[Recorded data — start]

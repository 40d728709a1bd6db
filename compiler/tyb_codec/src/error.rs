use tyb_diagnostic::{Diagnostic, ErrorCode};

/// Failure to decode a type string or a metadata sidecar.
#[derive(Clone, Debug, PartialEq, Eq, thiserror::Error)]
pub enum CodecError {
    #[error("unexpected end of type string `{text}`")]
    UnexpectedEnd { text: String },

    #[error("unexpected `{found}` at offset {offset} in `{text}`")]
    UnexpectedChar {
        found: char,
        offset: usize,
        text: String,
    },

    #[error("unknown type `{name}`")]
    UnknownType { name: String },

    #[error("trailing input at offset {offset} in `{text}`")]
    TrailingInput { offset: usize, text: String },

    #[error("`{name}` expects {expected} type argument(s), found {found}")]
    ArityMismatch {
        name: String,
        expected: usize,
        found: usize,
    },

    #[error("malformed metadata at offset {offset}: {reason}")]
    MalformedSidecar { offset: usize, reason: String },
}

impl CodecError {
    pub fn to_diagnostic(&self) -> Diagnostic {
        let code = match self {
            CodecError::UnknownType { .. } => ErrorCode::E1001,
            _ => ErrorCode::E1002,
        };
        Diagnostic::error(code).with_message(self.to_string())
    }
}
//! Target-side naming conventions.
//!
//! The synthesizer produces names with these functions and the loader parses
//! them back, so both directions go through this one module.

use std::borrow::Cow;

/// Reserved words of the target platform. Source identifiers that collide
/// with one are emitted with a `$` prefix.
const TARGET_KEYWORDS: &[&str] = &[
    "abstract", "assert", "boolean", "break", "byte", "case", "catch", "char", "class", "const",
    "continue", "default", "do", "double", "else", "enum", "extends", "final", "finally", "float",
    "for", "goto", "if", "implements", "import", "instanceof", "int", "interface", "long",
    "native", "new", "package", "private", "protected", "public", "return", "short", "static",
    "strictfp", "super", "switch", "synchronized", "this", "throw", "throws", "transient", "try",
    "void", "volatile", "while", "true", "false", "null",
];

/// Static field of a value holder or singleton.
pub const HOLDER_VALUE_FIELD: &str = "value";

/// Field of a companion that points back at the instance it serves.
pub const COMPANION_THIS: &str = "$this";

/// Accessor mapped to the `hash` attribute.
pub const HASH_ACCESSOR: &str = "hashCode";

/// Accessor mapped to the `string` attribute.
pub const STRING_ACCESSOR: &str = "toString";

pub const EQUALS_METHOD: &str = "equals";

pub fn is_target_keyword(name: &str) -> bool {
    TARGET_KEYWORDS.contains(&name)
}

/// `name`, or `$name` when it collides with a target keyword.
pub fn quote_if_keyword(name: &str) -> Cow<'_, str> {
    if is_target_keyword(name) {
        Cow::Owned(format!("${name}"))
    } else {
        Cow::Borrowed(name)
    }
}

/// Inverse of [`quote_if_keyword`].
pub fn unquote(name: &str) -> &str {
    match name.strip_prefix('$') {
        Some(rest) if is_target_keyword(rest) => rest,
        _ => name,
    }
}

pub fn capitalize(name: &str) -> String {
    let mut chars = name.chars();
    match chars.next() {
        Some(first) => first.to_uppercase().chain(chars).collect(),
        None => String::new(),
    }
}

pub fn decapitalize(name: &str) -> String {
    let mut chars = name.chars();
    match chars.next() {
        Some(first) => first.to_lowercase().chain(chars).collect(),
        None => String::new(),
    }
}

/// Getter for an attribute: `get` + capitalised name.
pub fn getter_name(attribute: &str) -> String {
    format!("get{}", capitalize(attribute))
}

/// Setter for an attribute: `set` + capitalised name.
pub fn setter_name(attribute: &str) -> String {
    format!("set{}", capitalize(attribute))
}

/// Attribute name from a getter (`getX`, `isX`) method name.
///
/// The prefix must be followed by an uppercase letter, so `getaway` and
/// `island` are not getters.
pub fn attribute_from_getter(method: &str) -> Option<String> {
    ["get", "is"]
        .into_iter()
        .find_map(|prefix| accessor_suffix(method, prefix))
        .map(decapitalize)
}

/// Attribute name from a setter (`setX`) method name.
pub fn attribute_from_setter(method: &str) -> Option<String> {
    accessor_suffix(method, "set").map(decapitalize)
}

fn accessor_suffix<'n>(method: &'n str, prefix: &str) -> Option<&'n str> {
    let rest = method.strip_prefix(prefix)?;
    rest.chars()
        .next()
        .filter(char::is_ascii_uppercase)
        .map(|_| rest)
}

/// Companion class for an interface: `Iface$impl`.
pub fn companion_name(interface: &str) -> String {
    format!("{interface}$impl")
}

/// Field through which a class reaches the companion of an interface it
/// satisfies: `$Iface$impl`.
pub fn companion_field_name(interface: &str) -> String {
    format!("${}", companion_name(interface))
}

/// Method computing the default value of `param` of `function`.
pub fn default_value_method(function: &str, param: &str) -> String {
    format!("{function}${param}")
}

/// Local holding the `index`th argument of a named-argument invocation.
pub fn named_arg_local(index: usize) -> String {
    format!("$arg{index}")
}

#[cfg(test)]
mod tests;
//! Interned string identifier.

use std::fmt;

/// Interned string identifier.
///
/// Compact 32-bit index into the [`StringInterner`](crate::StringInterner)
/// owned by the run's [`Model`](crate::Model). Comparing two names is a
/// single integer comparison.
#[derive(Copy, Clone, Eq, PartialEq, Ord, PartialOrd, Hash)]
#[cfg_attr(feature = "cache", derive(serde::Serialize, serde::Deserialize))]
#[repr(transparent)]
pub struct Name(u32);

impl Name {
    /// Pre-interned empty string.
    pub const EMPTY: Name = Name(0);

    /// Get raw u32 value.
    #[inline]
    pub const fn raw(self) -> u32 {
        self.0
    }

    /// Create from raw u32 value.
    #[inline]
    pub const fn from_raw(raw: u32) -> Self {
        Name(raw)
    }

    #[inline]
    pub(crate) const fn index(self) -> usize {
        self.0 as usize
    }
}

impl fmt::Debug for Name {
    fn fmt(&self, f: &mut fmt::Formatter<'_>) -> fmt::Result {
        write!(f, "Name({})", self.0)
    }
}

impl Default for Name {
    fn default() -> Self {
        Self::EMPTY
    }
}

#[cfg(test)]
mod tests;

[Recorded data — finish]

Directions for this task
All records above must be set down exactly, please.

Task solution
repository 40d728709a1bd6db
filename compiler/tyb_codec/src/error.rs
use tyb_diagnostic::{Diagnostic, ErrorCode};

/// Failure to decode a type string or a metadata sidecar.
#[derive(Clone, Debug, PartialEq, Eq, thiserror::Error)]
pub enum CodecError {
    #[error("unexpected end of type string `{text}`")]
    UnexpectedEnd { text: String },

    #[error("unexpected `{found}` at offset {offset} in `{text}`")]
    UnexpectedChar {
        found: char,
        offset: usize,
        text: String,
    },

    #[error("unknown type `{name}`")]
    UnknownType { name: String },

    #[error("trailing input at offset {offset} in `{text}`")]
    TrailingInput { offset: usize, text: String },

    #[error("`{name}` expects {expected} type argument(s), found {found}")]
    ArityMismatch {
        name: String,
        expected: usize,
        found: usize,
    },

    #[error("malformed metadata at offset {offset}: {reason}")]
    MalformedSidecar { offset: usize, reason: String },
}

impl CodecError {
    pub fn to_diagnostic(&self) -> Diagnostic {
        let code = match self {
            CodecError::UnknownType { .. } => ErrorCode::E1001,
            _ => ErrorCode::E1002,
        };
        Diagnostic::error(code).with_message(self.to_string())
    }
}
//! Target-side naming conventions.
//!
//! The synthesizer produces names with these functions and the loader parses
//! them back, so both directions go through this one module.

use std::borrow::Cow;

/// Reserved words of the target platform. Source identifiers that collide
/// with one are emitted with a `$` prefix.
const TARGET_KEYWORDS: &[&str] = &[
    "abstract", "assert", "boolean", "break", "byte", "case", "catch", "char", "class", "const",
    "continue", "default", "do", "double", "else", "enum", "extends", "final", "finally", "float",
    "for", "goto", "if", "implements", "import", "instanceof", "int", "interface", "long",
    "native", "new", "package", "private", "protected", "public", "return", "short", "static",
    "strictfp", "super", "switch", "synchronized", "this", "throw", "throws", "transient", "try",
    "void", "volatile", "while", "true", "false", "null",
];

/// Static field of a value holder or singleton.
pub const HOLDER_VALUE_FIELD: &str = "value";

/// Field of a companion that points back at the instance it serves.
pub const COMPANION_THIS: &str = "$this";

/// Accessor mapped to the `hash` attribute.
pub const HASH_ACCESSOR: &str = "hashCode";

/// Accessor mapped to the `string` attribute.
pub const STRING_ACCESSOR: &str = "toString";

pub const EQUALS_METHOD: &str = "equals";

pub fn is_target_keyword(name: &str) -> bool {
    TARGET_KEYWORDS.contains(&name)
}

/// `name`, or `$name` when it collides with a target keyword.
pub fn quote_if_keyword(name: &str) -> Cow<'_, str> {
    if is_target_keyword(name) {
        Cow::Owned(format!("${name}"))
    } else {
        Cow::Borrowed(name)
    }
}

/// Inverse of [`quote_if_keyword`].
pub fn unquote(name: &str) -> &str {
    match name.strip_prefix('$') {
        Some(rest) if is_target_keyword(rest) => rest,
        _ => name,
    }
}

pub fn capitalize(name: &str) -> String {
    let mut chars = name.chars();
    match chars.next() {
        Some(first) => first.to_uppercase().chain(chars).collect(),
        None => String::new(),
    }
}

pub fn decapitalize(name: &str) -> String {
    let mut chars = name.chars();
    match chars.next() {
        Some(first) => first.to_lowercase().chain(chars).collect(),
        None => String::new(),
    }
}

/// Getter for an attribute: `get` + capitalised name.
pub fn getter_name(attribute: &str) -> String {
    format!("get{}", capitalize(attribute))
}

/// Setter for an attribute: `set` + capitalised name.
pub fn setter_name(attribute: &str) -> String {
    format!("set{}", capitalize(attribute))
}

/// Attribute name from a getter (`getX`, `isX`) method name.
///
/// The prefix must be followed by an uppercase letter, so `getaway` and
/// `island` are not getters.
pub fn attribute_from_getter(method: &str) -> Option<String> {
    ["get", "is"]
        .into_iter()
        .find_map(|prefix| accessor_suffix(method, prefix))
        .map(decapitalize)
}

/// Attribute name from a setter (`setX`) method name.
pub fn attribute_from_setter(method: &str) -> Option<String> {
    accessor_suffix(method, "set").map(decapitalize)
}

fn accessor_suffix<'n>(method: &'n str, prefix: &str) -> Option<&'n str> {
    let rest = method.strip_prefix(prefix)?;
    rest.chars()
        .next()
        .filter(char::is_ascii_uppercase)
        .map(|_| rest)
}

/// Companion class for an interface: `Iface$impl`.
pub fn companion_name(interface: &str) -> String {
    format!("{interface}$impl")
}

/// Field through which a class reaches the companion of an interface it
/// satisfies: `$Iface$impl`.
pub fn companion_field_name(interface: &str) -> String {
    format!("${}", companion_name(interface))
}

/// Method computing the default value of `param` of `function`.
pub fn default_value_method(function: &str, param: &str) -> String {
    format!("{function}${param}")
}

/// Local holding the `index`th argument of a named-argument invocation.
pub fn named_arg_local(index: usize) -> String {
    format!("$arg{index}")
}

#[cfg(test)]
mod tests;
//! Interned string identifier.

use std::fmt;

/// Interned string identifier.
///
/// Compact 32-bit index into the [`StringInterner`](crate::StringInterner)
/// owned by the run's [`Model`](crate::Model). Comparing two names is a
/// single integer comparison.
#[derive(Copy, Clone, Eq, PartialEq, Ord, PartialOrd, Hash)]
#[cfg_attr(feature = "cache", derive(serde::Serialize, serde::Deserialize))]
#[repr(transparent)]
pub struct Name(u32);

impl Name {
    /// Pre-interned empty string.
    pub const EMPTY: Name = Name(0);

    /// Get raw u32 value.
    #[inline]
    pub const fn raw(self) -> u32 {
        self.0
    }

    /// Create from raw u32 value.
    #[inline]
    pub const fn from_raw(raw: u32) -> Self {
        Name(raw)
    }

    #[inline]
    pub(crate) const fn index(self) -> usize {
        self.0 as usize
    }
}

impl fmt::Debug for Name {
    fn fmt(&self, f: &mut fmt::Formatter<'_>) -> fmt::Result {
        write!(f, "Name({})", self.0)
    }
}

impl Default for Name {
    fn default() -> Self {
        Self::EMPTY
    }
}

#[cfg(test)]
mod tests;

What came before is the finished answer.